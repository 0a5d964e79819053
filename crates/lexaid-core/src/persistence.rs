use std::fs;
use std::path::Path;
use std::path::PathBuf;

use serde::Deserialize;
use serde::Serialize;

use super::state::SessionState;

pub const SNAPSHOT_VERSION: u8 = 1;
pub const SNAPSHOT_FILE_NAME: &str = "session.json";

/// On-disk envelope around the session state. The version tag lets future
/// field changes migrate or discard old snapshots instead of failing to
/// deserialize.
#[derive(Debug, Clone, PartialEq, Serialize, Deserialize)]
pub struct PersistedSessionSnapshot {
    pub version: u8,
    pub saved_at_ms: i64,
    pub state: SessionState,
}

/// Durable mirror of the in-memory session state: one fixed file,
/// overwritten whole on every save. It is never the source of truth while
/// the process runs, only across restarts, so every failure path degrades
/// to "start from defaults" with a diagnostic.
#[derive(Debug)]
pub struct SessionSnapshotStore {
    path: PathBuf,
}

impl SessionSnapshotStore {
    pub fn open(dir: impl AsRef<Path>) -> std::io::Result<Self> {
        let dir = dir.as_ref();
        fs::create_dir_all(dir)?;
        Ok(Self {
            path: dir.join(SNAPSHOT_FILE_NAME),
        })
    }

    pub fn path(&self) -> &Path {
        &self.path
    }

    /// Read the saved snapshot, if any. Absent, unreadable, malformed, or
    /// version-mismatched data all yield `None`; none of these are fatal.
    pub fn load(&self) -> Option<SessionState> {
        if !self.path.exists() {
            return None;
        }
        let bytes = match fs::read(&self.path) {
            Ok(bytes) => bytes,
            Err(err) => {
                tracing::warn!(path = %self.path.display(), error = %err, "could not read session snapshot");
                return None;
            }
        };
        let snapshot = match serde_json::from_slice::<PersistedSessionSnapshot>(&bytes) {
            Ok(snapshot) => snapshot,
            Err(err) => {
                tracing::warn!(path = %self.path.display(), error = %err, "malformed session snapshot, starting fresh");
                return None;
            }
        };
        if snapshot.version != SNAPSHOT_VERSION {
            tracing::warn!(
                found = snapshot.version,
                expected = SNAPSHOT_VERSION,
                "session snapshot version mismatch, starting fresh"
            );
            return None;
        }
        Some(snapshot.state)
    }

    /// Overwrite the snapshot with the complete current state.
    /// Last-write-wins, no partial writes.
    pub fn save(&self, state: &SessionState) -> std::io::Result<()> {
        let snapshot = PersistedSessionSnapshot {
            version: SNAPSHOT_VERSION,
            saved_at_ms: chrono::Utc::now().timestamp_millis(),
            state: state.clone(),
        };
        let encoded = serde_json::to_vec(&snapshot)
            .map_err(|err| std::io::Error::other(format!("serialize snapshot: {err}")))?;
        fs::write(&self.path, encoded)
    }
}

______________________________

What to work on ::
Wherever a line in the entries holds "Result", copy that line.

Answer to the problem ::
    pub fn open(dir: impl AsRef<Path>) -> std::io::Result<Self> {
    pub fn save(&self, state: &SessionState) -> std::io::Result<()> {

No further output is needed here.